Stored items from a collection
........

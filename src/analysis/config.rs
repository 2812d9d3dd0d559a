// Configuration for Vigenere cryptanalysis
//
// The defaults reproduce the classic behaviour: trial key lengths 1..=55,
// acceptance band (0.066, 0.071), first trial inside the band wins.

use crate::error::{Result, VigenereError};
use anyhow::Context;
use serde::{Deserialize, Serialize};
use std::fs;
use std::path::Path;

/// How the key-length search picks its answer among the trials
#[derive(Debug, Clone, Copy, PartialEq, Eq, Default, Serialize, Deserialize, clap::ValueEnum)]
#[serde(rename_all = "kebab-case")]
pub enum AcceptancePolicy {
    /// Stop at the first (smallest) key length whose average IC is in the band
    #[default]
    FirstMatch,
    /// Scan every key length and keep the in-band one closest to `target_ic`
    BestOfRange,
}

impl std::fmt::Display for AcceptancePolicy {
    fn fmt(&self, f: &mut std::fmt::Formatter<'_>) -> std::fmt::Result {
        match self {
            AcceptancePolicy::FirstMatch => f.write_str("first-match"),
            AcceptancePolicy::BestOfRange => f.write_str("best-of-range"),
        }
    }
}

/// Open interval of average IC values accepted as English-like
#[derive(Debug, Clone, Copy, PartialEq, Serialize, Deserialize)]
#[serde(default)]
pub struct IcBand {
    pub low: f64,
    pub high: f64,
}

impl IcBand {
    /// True iff `low < ic < high` (both bounds exclusive)
    pub fn contains(&self, ic: f64) -> bool {
        ic > self.low && ic < self.high
    }
}

impl Default for IcBand {
    fn default() -> Self {
        Self {
            low: 0.066,
            high: 0.071,
        }
    }
}

/// Configuration for key-length estimation
///
/// # Example
/// ```
/// use vigenere::analysis::{AcceptancePolicy, AnalysisConfig};
///
/// let config = AnalysisConfig::default();
/// assert_eq!(config.max_key_length, 55);
/// assert_eq!(config.policy, AcceptancePolicy::FirstMatch);
/// assert!(config.validate().is_ok());
/// ```
#[derive(Debug, Clone, PartialEq, Serialize, Deserialize)]
#[serde(default)]
pub struct AnalysisConfig {
    /// Largest trial key length; the search covers `1..=max_key_length`
    pub max_key_length: usize,

    /// Average IC values strictly inside this band are accepted
    pub acceptance_band: IcBand,

    /// IC that best-of-range tries to get closest to
    ///
    /// Ignored by first-match.
    pub target_ic: f64,

    /// Which in-band trial wins
    pub policy: AcceptancePolicy,
}

impl Default for AnalysisConfig {
    fn default() -> Self {
        Self {
            max_key_length: 55,
            acceptance_band: IcBand::default(),
            target_ic: 0.0667,
            policy: AcceptancePolicy::FirstMatch,
        }
    }
}

impl AnalysisConfig {
    /// Load configuration from a TOML file
    ///
    /// Missing fields fall back to their defaults.
    pub fn from_file<P: AsRef<Path>>(path: P) -> anyhow::Result<Self> {
        let path = path.as_ref();
        let content = fs::read_to_string(path)
            .with_context(|| format!("Failed to read {}", path.display()))?;

        Self::from_toml_str(&content)
            .with_context(|| format!("Invalid analysis config in {}", path.display()))
    }

    /// Parse and validate configuration from a TOML string
    ///
    /// ```
    /// use vigenere::analysis::{AcceptancePolicy, AnalysisConfig};
    ///
    /// let config = AnalysisConfig::from_toml_str(r#"
    /// max_key_length = 20
    /// policy = "best-of-range"
    /// "#).unwrap();
    /// assert_eq!(config.max_key_length, 20);
    /// assert_eq!(config.policy, AcceptancePolicy::BestOfRange);
    /// assert_eq!(config.acceptance_band.low, 0.066);
    /// ```
    pub fn from_toml_str(content: &str) -> anyhow::Result<Self> {
        let config: Self = toml::from_str(content).context("Failed to parse TOML")?;
        config.validate()?;
        Ok(config)
    }

    /// Validate configuration
    pub fn validate(&self) -> Result<()> {
        if self.max_key_length == 0 {
            return Err(VigenereError::InvalidConfig(
                "max_key_length must be >= 1".to_string(),
            ));
        }

        let band = &self.acceptance_band;
        if !(band.low.is_finite() && band.high.is_finite()) {
            return Err(VigenereError::InvalidConfig(format!(
                "acceptance_band bounds must be finite, got ({}, {})",
                band.low, band.high
            )));
        }

        if band.low < 0.0 || band.high > 1.0 || band.low >= band.high {
            return Err(VigenereError::InvalidConfig(format!(
                "acceptance_band must satisfy 0 <= low < high <= 1, got ({}, {})",
                band.low, band.high
            )));
        }

        if !self.target_ic.is_finite() {
            return Err(VigenereError::InvalidConfig(format!(
                "target_ic must be finite, got {}",
                self.target_ic
            )));
        }

        Ok(())
    }
}
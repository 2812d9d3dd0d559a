//! Vigenere - polyalphabetic substitution cipher toolkit
//!
//! This library provides Vigenere encryption and decryption with an explicit
//! key, plus automated cryptanalysis of Vigenere ciphertext: key-length
//! estimation with the Index of Coincidence and per-column key recovery with
//! a chi-squared fit against English letter frequencies.

pub mod analysis;
pub mod cipher;
pub mod cli;
pub mod coincidence;
pub mod error;
pub mod frequency;
pub mod json_output;
pub mod normalize;

pub use error::{Result, VigenereError};
//! Error types used by the broadcaster and its endpoint registry.
//!
//! This module defines a single error enum, [`CastError`], covering the three
//! failure classes of the crate:
//!
//! - [`CastError::NotFound`] — recoverable, returned from `unregister`.
//! - [`CastError::InvalidEndpointKind`] — programmer error; the dynamic
//!   broadcaster raises it by panicking at registration time.
//! - [`CastError::TypeMismatch`] — programmer error; the dynamic broadcaster
//!   raises it by panicking when a handle or value does not match the element
//!   type fixed at first registration.
//!
//! The type provides helper methods (`as_label`, `as_message`) for
//! logging/metrics.

use thiserror::Error;

/// # Errors produced by broadcaster operations.
///
/// Only [`CastError::NotFound`] is ever returned as a `Result`; the other
/// variants signal misuse and are raised as panics carrying the variant's
/// `Display` output, so a caller never observes them as recoverable values.
#[non_exhaustive]
#[derive(Error, Debug, Clone, PartialEq, Eq)]
pub enum CastError {
    /// Unregister was called with a handle that is not currently registered.
    #[error("endpoint is not registered")]
    NotFound,

    /// Dynamic registration was called with a value that is not an endpoint handle.
    #[error("registered value is not an endpoint handle")]
    InvalidEndpointKind,

    /// A handle or published value does not match the element type fixed at
    /// first registration.
    #[error("element type mismatch: registry carries {expected}, got {actual}")]
    TypeMismatch {
        /// Element type established at first registration.
        expected: &'static str,
        /// Element type of the offending handle or value.
        actual: &'static str,
    },
}

impl CastError {
    /// Returns a short stable label (snake_case) for use in logs/metrics.
    ///
    /// # Example
    /// ```
    /// use chancast::CastError;
    ///
    /// assert_eq!(CastError::NotFound.as_label(), "endpoint_not_found");
    /// ```
    pub fn as_label(&self) -> &'static str {
        match self {
            CastError::NotFound => "endpoint_not_found",
            CastError::InvalidEndpointKind => "invalid_endpoint_kind",
            CastError::TypeMismatch { .. } => "element_type_mismatch",
        }
    }

    /// Returns a human-readable message with details about the error.
    pub fn as_message(&self) -> String {
        match self {
            CastError::NotFound => "endpoint is not registered".to_string(),
            CastError::InvalidEndpointKind => {
                "registered value is not an endpoint handle".to_string()
            }
            CastError::TypeMismatch { expected, actual } => {
                format!("expected element type {expected}, got {actual}")
            }
        }
    }

    /// Indicates whether the error is a misuse signal raised via panic rather
    /// than returned to the caller.
    pub fn is_fatal(&self) -> bool {
        !matches!(self, CastError::NotFound)
    }
}

#[cfg(test)]
mod tests {
    use super::*;

    #[test]
    fn labels_are_stable() {
        assert_eq!(CastError::NotFound.as_label(), "endpoint_not_found");
        assert_eq!(
            CastError::InvalidEndpointKind.as_label(),
            "invalid_endpoint_kind"
        );
        assert_eq!(
            CastError::TypeMismatch {
                expected: "bool",
                actual: "i32"
            }
            .as_label(),
            "element_type_mismatch"
        );
    }

    #[test]
    fn mismatch_message_names_both_types() {
        let err = CastError::TypeMismatch {
            expected: "bool",
            actual: "alloc::string::String",
        };
        let msg = err.as_message();
        assert!(msg.contains("bool"));
        assert!(msg.contains("String"));
    }

    #[test]
    fn only_not_found_is_recoverable() {
        assert!(!CastError::NotFound.is_fatal());
        assert!(CastError::InvalidEndpointKind.is_fatal());
        assert!(CastError::TypeMismatch {
            expected: "a",
            actual: "b"
        }
        .is_fatal());
    }
}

........

WORK INSTRUCTIONS:
Tell how many lines in the data include the string "anyhow". Reply with the number and no other text.

RESULT OF THE TASK:
3